* [WORK ORDER] Below are the entries; return every line among them that holds the word "System".

* [ENTRIES SUPPLIED]
⁂
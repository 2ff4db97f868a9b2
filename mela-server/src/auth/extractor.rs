//! Caller identity extractor

use axum::{extract::FromRequestParts, http::request::Parts};
use shared::error::AppError;
use shared::models::CurrentUser;

use super::{JwtError, JwtService};
use crate::state::AppState;

/// Validates the bearer token and yields the caller.
///
/// Handlers take `CurrentUser` as an argument and pass it explicitly into
/// the engine, dispatcher and cart operations.
impl FromRequestParts<AppState> for CurrentUser {
    type Rejection = AppError;

    async fn from_request_parts(
        parts: &mut Parts,
        state: &AppState,
    ) -> Result<Self, Self::Rejection> {
        if let Some(user) = parts.extensions.get::<CurrentUser>() {
            return Ok(user.clone());
        }

        let auth_header = parts
            .headers
            .get(http::header::AUTHORIZATION)
            .and_then(|h| h.to_str().ok());

        let token = match auth_header {
            Some(header) => JwtService::extract_from_header(header)
                .ok_or_else(|| AppError::invalid_token("Invalid authorization header"))?,
            None => {
                tracing::debug!(uri = %parts.uri, "Missing authorization header");
                return Err(AppError::not_authenticated());
            }
        };

        let user = authenticate(&state.jwt, token)?;
        parts.extensions.insert(user.clone());
        Ok(user)
    }
}

/// Validate a raw token (header or `?token=` query) into the caller
pub fn authenticate(jwt: &JwtService, token: &str) -> Result<CurrentUser, AppError> {
    match jwt.validate_token(token) {
        Ok(claims) => Ok(claims.into()),
        Err(e) => {
            tracing::warn!(error = %e, "Token validation failed");
            match e {
                JwtError::ExpiredToken => Err(AppError::token_expired()),
                _ => Err(AppError::invalid_token("Invalid token")),
            }
        }
    }
}
//! Notification polling endpoints

use axum::{
    Json,
    extract::{Path, Query, State},
};
use shared::models::{CurrentUser, Notification, RecentQuery};

use crate::state::AppState;

use super::ApiResult;

/// GET /api/notifications?limit=
pub async fn list_recent(
    State(state): State<AppState>,
    user: CurrentUser,
    Query(query): Query<RecentQuery>,
) -> ApiResult<Vec<Notification>> {
    Ok(Json(
        state.notifications.list_recent(&user, query.limit).await?,
    ))
}

/// POST /api/notifications/{id}/read
pub async fn mark_read(
    State(state): State<AppState>,
    user: CurrentUser,
    Path(id): Path<i64>,
) -> ApiResult<Notification> {
    Ok(Json(state.notifications.mark_read(&user, id).await?))
}
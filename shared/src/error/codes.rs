//! Unified error codes for the Mela marketplace
//!
//! Error codes are organized by category:
//! - 0xxx: General errors
//! - 1xxx: Authentication errors
//! - 2xxx: Permission errors
//! - 3xxx: Cart errors
//! - 4xxx: Order errors
//! - 5xxx: Notification errors
//! - 6xxx: Product errors
//! - 7xxx: Profile errors
//! - 9xxx: System errors

use serde::{Deserialize, Serialize};
use std::fmt;

/// Unified error code enum
///
/// All error codes are represented as u16 values for efficient serialization
/// and cross-language compatibility.
#[derive(Debug, Clone, Copy, PartialEq, Eq, Hash, Serialize, Deserialize)]
#[serde(into = "u16", try_from = "u16")]
#[repr(u16)]
pub enum ErrorCode {
    // ==================== 0xxx: General ====================
    /// Operation completed successfully
    Success = 0,
    /// Validation failed
    ValidationFailed = 2,
    /// Resource not found
    NotFound = 3,

    // ==================== 1xxx: Auth ====================
    /// Caller is not authenticated
    NotAuthenticated = 1001,
    /// Token has expired
    TokenExpired = 1003,
    /// Token is invalid
    TokenInvalid = 1004,

    // ==================== 2xxx: Permission ====================
    /// Specific role required
    RoleRequired = 2002,
    /// Caller owns no line item of the order
    NotOrderVendor = 2101,
    /// Notification belongs to another user
    NotNotificationOwner = 2102,

    // ==================== 3xxx: Cart ====================
    /// Cart item not found
    CartItemNotFound = 3002,
    /// Cart has no items
    CartEmpty = 3003,

    // ==================== 4xxx: Order ====================
    /// Order not found
    OrderNotFound = 4001,
    /// Status transition not allowed from the current state
    InvalidTransition = 4002,
    /// Concurrent modification detected
    ConcurrencyConflict = 4003,

    // ==================== 5xxx: Notification ====================
    /// Notification not found
    NotificationNotFound = 5001,

    // ==================== 6xxx: Product ====================
    /// Product not found
    ProductNotFound = 6001,
    /// Product is referenced by existing orders
    ProductInUse = 6003,

    // ==================== 7xxx: Profile ====================
    /// Profile not found
    ProfileNotFound = 7001,

    // ==================== 9xxx: System ====================
    /// Internal server error
    InternalError = 9001,
    /// Too many concurrent resources (e.g. live connections)
    ResourceLimitExceeded = 9501,
}

impl ErrorCode {
    /// Get the numeric code value
    #[inline]
    pub const fn code(&self) -> u16 {
        *self as u16
    }

    /// Get the developer-facing English message for this error code
    pub const fn message(&self) -> &'static str {
        match self {
            // General
            ErrorCode::Success => "Operation completed successfully",
            ErrorCode::ValidationFailed => "Validation failed",
            ErrorCode::NotFound => "Resource not found",

            // Auth
            ErrorCode::NotAuthenticated => "User is not authenticated",
            ErrorCode::TokenExpired => "Authentication token has expired",
            ErrorCode::TokenInvalid => "Authentication token is invalid",

            // Permission
            ErrorCode::RoleRequired => "Specific role is required",
            ErrorCode::NotOrderVendor => "Order contains none of your products",
            ErrorCode::NotNotificationOwner => "Notification belongs to another user",

            // Cart
            ErrorCode::CartItemNotFound => "Cart item not found",
            ErrorCode::CartEmpty => "Cart is empty",

            // Order
            ErrorCode::OrderNotFound => "Order not found",
            ErrorCode::InvalidTransition => "Order status transition is not allowed",
            ErrorCode::ConcurrencyConflict => "Resource was modified concurrently",

            // Notification
            ErrorCode::NotificationNotFound => "Notification not found",

            // Product
            ErrorCode::ProductNotFound => "Product not found",
            ErrorCode::ProductInUse => "Product is referenced by existing orders",

            // Profile
            ErrorCode::ProfileNotFound => "Profile not found",

            // System
            ErrorCode::InternalError => "Internal server error",
            ErrorCode::ResourceLimitExceeded => "Resource limit exceeded",
        }
    }
}

impl From<ErrorCode> for u16 {
    #[inline]
    fn from(code: ErrorCode) -> Self {
        code.code()
    }
}

/// Error when converting from an invalid u16 to ErrorCode
#[derive(Debug, Clone, Copy, PartialEq, Eq)]
pub struct InvalidErrorCode(pub u16);

impl fmt::Display for InvalidErrorCode {
    fn fmt(&self, f: &mut fmt::Formatter<'_>) -> fmt::Result {
        write!(f, "invalid error code: {}", self.0)
    }
}

impl std::error::Error for InvalidErrorCode {}

impl TryFrom<u16> for ErrorCode {
    type Error = InvalidErrorCode;

    fn try_from(value: u16) -> Result<Self, Self::Error> {
        match value {
            // General
            0 => Ok(ErrorCode::Success),
            2 => Ok(ErrorCode::ValidationFailed),
            3 => Ok(ErrorCode::NotFound),

            // Auth
            1001 => Ok(ErrorCode::NotAuthenticated),
            1003 => Ok(ErrorCode::TokenExpired),
            1004 => Ok(ErrorCode::TokenInvalid),

            // Permission
            2002 => Ok(ErrorCode::RoleRequired),
            2101 => Ok(ErrorCode::NotOrderVendor),
            2102 => Ok(ErrorCode::NotNotificationOwner),

            // Cart
            3002 => Ok(ErrorCode::CartItemNotFound),
            3003 => Ok(ErrorCode::CartEmpty),

            // Order
            4001 => Ok(ErrorCode::OrderNotFound),
            4002 => Ok(ErrorCode::InvalidTransition),
            4003 => Ok(ErrorCode::ConcurrencyConflict),

            // Notification
            5001 => Ok(ErrorCode::NotificationNotFound),

            // Product
            6001 => Ok(ErrorCode::ProductNotFound),
            6003 => Ok(ErrorCode::ProductInUse),

            // Profile
            7001 => Ok(ErrorCode::ProfileNotFound),

            // System
            9001 => Ok(ErrorCode::InternalError),
            9501 => Ok(ErrorCode::ResourceLimitExceeded),

            _ => Err(InvalidErrorCode(value)),
        }
    }
}

impl fmt::Display for ErrorCode {
    fn fmt(&self, f: &mut fmt::Formatter<'_>) -> fmt::Result {
        write!(f, "{}", self.code())
    }
}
⁂
* [TASK ANSWER]
//! - 9xxx: System errors
    // ==================== 9xxx: System ====================
            // System
            // System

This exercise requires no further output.